• [Assigned task]: For each record that follows, write out an identical copy.

(Saved entries)
- - -
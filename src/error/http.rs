use thiserror::Error;

type BoxedSource = Box<dyn std::error::Error + Send + Sync>;

/// Network-level failure of a single request. Never inspected further than
/// counting it as a connection error.
#[derive(Debug, Error)]
pub enum TransportError {
    #[error("Request to {url} timed out.")]
    Timeout { url: String },
    #[error("Request to {url} failed: {source}")]
    Request {
        url: String,
        #[source]
        source: BoxedSource,
    },
    #[error("Failed to read response body from {url}: {source}")]
    Body {
        url: String,
        #[source]
        source: BoxedSource,
    },
}

impl TransportError {
    pub(crate) fn from_reqwest(url: &str, err: reqwest::Error, reading_body: bool) -> Self {
        if err.is_timeout() {
            return TransportError::Timeout {
                url: url.to_owned(),
            };
        }
        if reading_body {
            TransportError::Body {
                url: url.to_owned(),
                source: Box::new(err),
            }
        } else {
            TransportError::Request {
                url: url.to_owned(),
                source: Box::new(err),
            }
        }
    }
}

#[derive(Debug, Error)]
pub enum DispatchError {
    #[error("Job queue closed before {url} could be enqueued; all workers have exited.")]
    QueueClosed { url: String },
}
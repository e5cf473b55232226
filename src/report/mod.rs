//! Final per-method report, rendered as an aligned text table or JSON.
mod json;
mod text;

#[cfg(test)]
mod tests;

use std::path::Path;

use chrono::Utc;
use tokio::io::{AsyncWriteExt, BufWriter};

use crate::args::{OutputFormat, TesterArgs};
use crate::error::AppResult;
use crate::runner::RunSummary;

pub use json::{JsonReport, MethodRow, ReportSettings};
pub use text::summary_lines;

/// Renders the summary in the format chosen on the command line.
///
/// # Errors
///
/// Returns an error when the JSON report cannot be serialized.
pub fn render(summary: &RunSummary, args: &TesterArgs) -> AppResult<String> {
    match args.output_format {
        OutputFormat::Text => {
            let mut rendered = summary_lines(summary).join("\n");
            rendered.push('\n');
            Ok(rendered)
        }
        OutputFormat::Json => {
            let report = JsonReport::new(summary, args, Utc::now());
            let mut rendered = serde_json::to_string_pretty(&report)?;
            rendered.push('\n');
            Ok(rendered)
        }
    }
}

/// Writes the rendered report to `output`, or to stdout when unset.
///
/// # Errors
///
/// Returns an error when the destination cannot be written.
pub async fn write_report(rendered: &str, output: Option<&Path>) -> AppResult<()> {
    match output {
        Some(path) => {
            let file = tokio::fs::File::create(path).await?;
            let mut writer = BufWriter::new(file);
            writer.write_all(rendered.as_bytes()).await?;
            writer.flush().await?;
        }
        None => {
            let mut stdout = tokio::io::stdout();
            stdout.write_all(rendered.as_bytes()).await?;
            stdout.flush().await?;
        }
    }
    Ok(())
}
use std::collections::BTreeMap;
use std::fs::File;
use std::io::BufReader;
use std::path::Path;

use serde::de::DeserializeOwned;
use tracing::{info, warn};

use crate::error::DataError;
use crate::model::{Ammo, EpgItem, MediaItem};

use super::{AmmoSet, ReferenceDataset};

pub const EPG_FILE: &str = "epg.json";
pub const MEDIA_ITEMS_FILE: &str = "media_items.json";
pub const AMMO_FILE: &str = "ammos.json";

/// Loads `epg.json` and `media_items.json` from `data_dir`.
///
/// # Errors
///
/// Returns an error when either file is missing or is not a JSON array of
/// items.
pub fn load_dataset(data_dir: &Path) -> Result<ReferenceDataset, DataError> {
    let epg_path = data_dir.join(EPG_FILE);
    let epg_items: Vec<EpgItem> = read_json(&epg_path)?;
    let media_path = data_dir.join(MEDIA_ITEMS_FILE);
    let media_items: Vec<MediaItem> = read_json(&media_path)?;
    let records = epg_items.len().saturating_add(media_items.len());

    let dataset = ReferenceDataset::new(media_items, epg_items);
    info!(
        "Loaded {} epgs from {} and {} media items from {}",
        dataset.epg_item_count(),
        epg_path.display(),
        dataset.media_item_count(),
        media_path.display()
    );
    let unique = dataset
        .epg_item_count()
        .saturating_add(dataset.media_item_count());
    if unique < records {
        warn!(
            "{} duplicate ids in the reference data; the last record of each wins",
            records.saturating_sub(unique)
        );
    }
    Ok(dataset)
}

/// Loads `ammos.json` from `ammo_dir`. `None` yields an empty set.
///
/// # Errors
///
/// Returns an error when the file is missing or malformed.
pub fn load_ammo(ammo_dir: Option<&Path>) -> Result<AmmoSet, DataError> {
    let Some(ammo_dir) = ammo_dir else {
        warn!("No ammo directory set; nothing will be replayed.");
        return Ok(AmmoSet::default());
    };
    let path = ammo_dir.join(AMMO_FILE);
    let by_method: BTreeMap<String, Vec<Ammo>> = read_json(&path)?;
    let set = AmmoSet::new(by_method);
    info!(
        "Loaded {} ammo for {} methods from {}",
        set.total_ammo(),
        set.method_count(),
        path.display()
    );
    Ok(set)
}

fn read_json<T: DeserializeOwned>(path: &Path) -> Result<T, DataError> {
    let file = File::open(path).map_err(|err| DataError::ReadFile {
        path: path.to_path_buf(),
        source: err,
    })?;
    serde_json::from_reader(BufReader::new(file)).map_err(|err| DataError::ParseJson {
        path: path.to_path_buf(),
        source: err,
    })
}
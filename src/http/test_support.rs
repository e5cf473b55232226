use std::sync::Mutex;
use std::time::Duration;

use async_trait::async_trait;
use reqwest::Url;

use crate::error::TransportError;

use super::{FetchResponse, Fetcher};

/// Answers every request with the same response and remembers the URLs it
/// was asked for.
pub(crate) struct StaticFetcher {
    status: u16,
    body: Vec<u8>,
    delay: Duration,
    seen: Mutex<Vec<String>>,
}

impl StaticFetcher {
    pub(crate) fn new(status: u16, body: impl Into<Vec<u8>>) -> Self {
        Self {
            status,
            body: body.into(),
            delay: Duration::ZERO,
            seen: Mutex::new(Vec::new()),
        }
    }

    pub(crate) const fn with_delay(mut self, delay: Duration) -> Self {
        self.delay = delay;
        self
    }

    pub(crate) fn seen(&self) -> Vec<String> {
        self.seen
            .lock()
            .map(|seen| seen.clone())
            .unwrap_or_default()
    }
}

#[async_trait]
impl Fetcher for StaticFetcher {
    async fn fetch(&self, url: &Url, _timeout: Duration) -> Result<FetchResponse, TransportError> {
        if let Ok(mut seen) = self.seen.lock() {
            seen.push(url.to_string());
        }
        if !self.delay.is_zero() {
            tokio::time::sleep(self.delay).await;
        }
        Ok(FetchResponse {
            status: self.status,
            body: self.body.clone(),
        })
    }
}

/// Fails every request as if the server never answered.
pub(crate) struct TimeoutFetcher;

#[async_trait]
impl Fetcher for TimeoutFetcher {
    async fn fetch(&self, url: &Url, _timeout: Duration) -> Result<FetchResponse, TransportError> {
        Err(TransportError::Timeout {
            url: url.to_string(),
        })
    }
}

pub(crate) fn run_async_test<F>(future: F) -> Result<(), String>
where
    F: std::future::Future<Output = Result<(), String>>,
{
    let runtime = tokio::runtime::Builder::new_current_thread()
        .enable_all()
        .build()
        .map_err(|err| format!("Failed to build runtime: {}", err))?;
    runtime.block_on(future)
}

pub(crate) fn run_multi_thread_test<F>(worker_threads: usize, future: F) -> Result<(), String>
where
    F: std::future::Future<Output = Result<(), String>>,
{
    let runtime = tokio::runtime::Builder::new_multi_thread()
        .worker_threads(worker_threads)
        .enable_all()
        .build()
        .map_err(|err| format!("Failed to build runtime: {}", err))?;
    runtime.block_on(future)
}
- - -
• [Response to this exercise]:
filename src/error/http.rs
use thiserror::Error;

type BoxedSource = Box<dyn std::error::Error + Send + Sync>;

/// Network-level failure of a single request. Never inspected further than
/// counting it as a connection error.
#[derive(Debug, Error)]
pub enum TransportError {
    #[error("Request to {url} timed out.")]
    Timeout { url: String },
    #[error("Request to {url} failed: {source}")]
    Request {
        url: String,
        #[source]
        source: BoxedSource,
    },
    #[error("Failed to read response body from {url}: {source}")]
    Body {
        url: String,
        #[source]
        source: BoxedSource,
    },
}

impl TransportError {
    pub(crate) fn from_reqwest(url: &str, err: reqwest::Error, reading_body: bool) -> Self {
        if err.is_timeout() {
            return TransportError::Timeout {
                url: url.to_owned(),
            };
        }
        if reading_body {
            TransportError::Body {
                url: url.to_owned(),
                source: Box::new(err),
            }
        } else {
            TransportError::Request {
                url: url.to_owned(),
                source: Box::new(err),
            }
        }
    }
}

#[derive(Debug, Error)]
pub enum DispatchError {
    #[error("Job queue closed before {url} could be enqueued; all workers have exited.")]
    QueueClosed { url: String },
}
repository e5cf473b55232226
filename src/report/mod.rs
//! Final per-method report, rendered as an aligned text table or JSON.
mod json;
mod text;

#[cfg(test)]
mod tests;

use std::path::Path;

use chrono::Utc;
use tokio::io::{AsyncWriteExt, BufWriter};

use crate::args::{OutputFormat, TesterArgs};
use crate::error::AppResult;
use crate::runner::RunSummary;

pub use json::{JsonReport, MethodRow, ReportSettings};
pub use text::summary_lines;

/// Renders the summary in the format chosen on the command line.
///
/// # Errors
///
/// Returns an error when the JSON report cannot be serialized.
pub fn render(summary: &RunSummary, args: &TesterArgs) -> AppResult<String> {
    match args.output_format {
        OutputFormat::Text => {
            let mut rendered = summary_lines(summary).join("\n");
            rendered.push('\n');
            Ok(rendered)
        }
        OutputFormat::Json => {
            let report = JsonReport::new(summary, args, Utc::now());
            let mut rendered = serde_json::to_string_pretty(&report)?;
            rendered.push('\n');
            Ok(rendered)
        }
    }
}

/// Writes the rendered report to `output`, or to stdout when unset.
///
/// # Errors
///
/// Returns an error when the destination cannot be written.
pub async fn write_report(rendered: &str, output: Option<&Path>) -> AppResult<()> {
    match output {
        Some(path) => {
            let file = tokio::fs::File::create(path).await?;
            let mut writer = BufWriter::new(file);
            writer.write_all(rendered.as_bytes()).await?;
            writer.flush().await?;
        }
        None => {
            let mut stdout = tokio::io::stdout();
            stdout.write_all(rendered.as_bytes()).await?;
            stdout.flush().await?;
        }
    }
    Ok(())
}
use std::collections::BTreeMap;
use std::fs::File;
use std::io::BufReader;
use std::path::Path;

use serde::de::DeserializeOwned;
use tracing::{info, warn};

use crate::error::DataError;
use crate::model::{Ammo, EpgItem, MediaItem};

use super::{AmmoSet, ReferenceDataset};

pub const EPG_FILE: &str = "epg.json";
pub const MEDIA_ITEMS_FILE: &str = "media_items.json";
pub const AMMO_FILE: &str = "ammos.json";

/// Loads `epg.json` and `media_items.json` from `data_dir`.
///
/// # Errors
///
/// Returns an error when either file is missing or is not a JSON array of
/// items.
pub fn load_dataset(data_dir: &Path) -> Result<ReferenceDataset, DataError> {
    let epg_path = data_dir.join(EPG_FILE);
    let epg_items: Vec<EpgItem> = read_json(&epg_path)?;
    let media_path = data_dir.join(MEDIA_ITEMS_FILE);
    let media_items: Vec<MediaItem> = read_json(&media_path)?;
    let records = epg_items.len().saturating_add(media_items.len());

    let dataset = ReferenceDataset::new(media_items, epg_items);
    info!(
        "Loaded {} epgs from {} and {} media items from {}",
        dataset.epg_item_count(),
        epg_path.display(),
        dataset.media_item_count(),
        media_path.display()
    );
    let unique = dataset
        .epg_item_count()
        .saturating_add(dataset.media_item_count());
    if unique < records {
        warn!(
            "{} duplicate ids in the reference data; the last record of each wins",
            records.saturating_sub(unique)
        );
    }
    Ok(dataset)
}

/// Loads `ammos.json` from `ammo_dir`. `None` yields an empty set.
///
/// # Errors
///
/// Returns an error when the file is missing or malformed.
pub fn load_ammo(ammo_dir: Option<&Path>) -> Result<AmmoSet, DataError> {
    let Some(ammo_dir) = ammo_dir else {
        warn!("No ammo directory set; nothing will be replayed.");
        return Ok(AmmoSet::default());
    };
    let path = ammo_dir.join(AMMO_FILE);
    let by_method: BTreeMap<String, Vec<Ammo>> = read_json(&path)?;
    let set = AmmoSet::new(by_method);
    info!(
        "Loaded {} ammo for {} methods from {}",
        set.total_ammo(),
        set.method_count(),
        path.display()
    );
    Ok(set)
}

fn read_json<T: DeserializeOwned>(path: &Path) -> Result<T, DataError> {
    let file = File::open(path).map_err(|err| DataError::ReadFile {
        path: path.to_path_buf(),
        source: err,
    })?;
    serde_json::from_reader(BufReader::new(file)).map_err(|err| DataError::ParseJson {
        path: path.to_path_buf(),
        source: err,
    })
}
filename src/http/test_support.rs
repository e5cf473b55232226
use std::sync::Mutex;
use std::time::Duration;

use async_trait::async_trait;
use reqwest::Url;

use crate::error::TransportError;

use super::{FetchResponse, Fetcher};

/// Answers every request with the same response and remembers the URLs it
/// was asked for.
pub(crate) struct StaticFetcher {
    status: u16,
    body: Vec<u8>,
    delay: Duration,
    seen: Mutex<Vec<String>>,
}

impl StaticFetcher {
    pub(crate) fn new(status: u16, body: impl Into<Vec<u8>>) -> Self {
        Self {
            status,
            body: body.into(),
            delay: Duration::ZERO,
            seen: Mutex::new(Vec::new()),
        }
    }

    pub(crate) const fn with_delay(mut self, delay: Duration) -> Self {
        self.delay = delay;
        self
    }

    pub(crate) fn seen(&self) -> Vec<String> {
        self.seen
            .lock()
            .map(|seen| seen.clone())
            .unwrap_or_default()
    }
}

#[async_trait]
impl Fetcher for StaticFetcher {
    async fn fetch(&self, url: &Url, _timeout: Duration) -> Result<FetchResponse, TransportError> {
        if let Ok(mut seen) = self.seen.lock() {
            seen.push(url.to_string());
        }
        if !self.delay.is_zero() {
            tokio::time::sleep(self.delay).await;
        }
        Ok(FetchResponse {
            status: self.status,
            body: self.body.clone(),
        })
    }
}

/// Fails every request as if the server never answered.
pub(crate) struct TimeoutFetcher;

#[async_trait]
impl Fetcher for TimeoutFetcher {
    async fn fetch(&self, url: &Url, _timeout: Duration) -> Result<FetchResponse, TransportError> {
        Err(TransportError::Timeout {
            url: url.to_string(),
        })
    }
}

pub(crate) fn run_async_test<F>(future: F) -> Result<(), String>
where
    F: std::future::Future<Output = Result<(), String>>,
{
    let runtime = tokio::runtime::Builder::new_current_thread()
        .enable_all()
        .build()
        .map_err(|err| format!("Failed to build runtime: {}", err))?;
    runtime.block_on(future)
}

pub(crate) fn run_multi_thread_test<F>(worker_threads: usize, future: F) -> Result<(), String>
where
    F: std::future::Future<Output = Result<(), String>>,
{
    let runtime = tokio::runtime::Builder::new_multi_thread()
        .worker_threads(worker_threads)
        .enable_all()
        .build()
        .map_err(|err| format!("Failed to build runtime: {}", err))?;
    runtime.block_on(future)
}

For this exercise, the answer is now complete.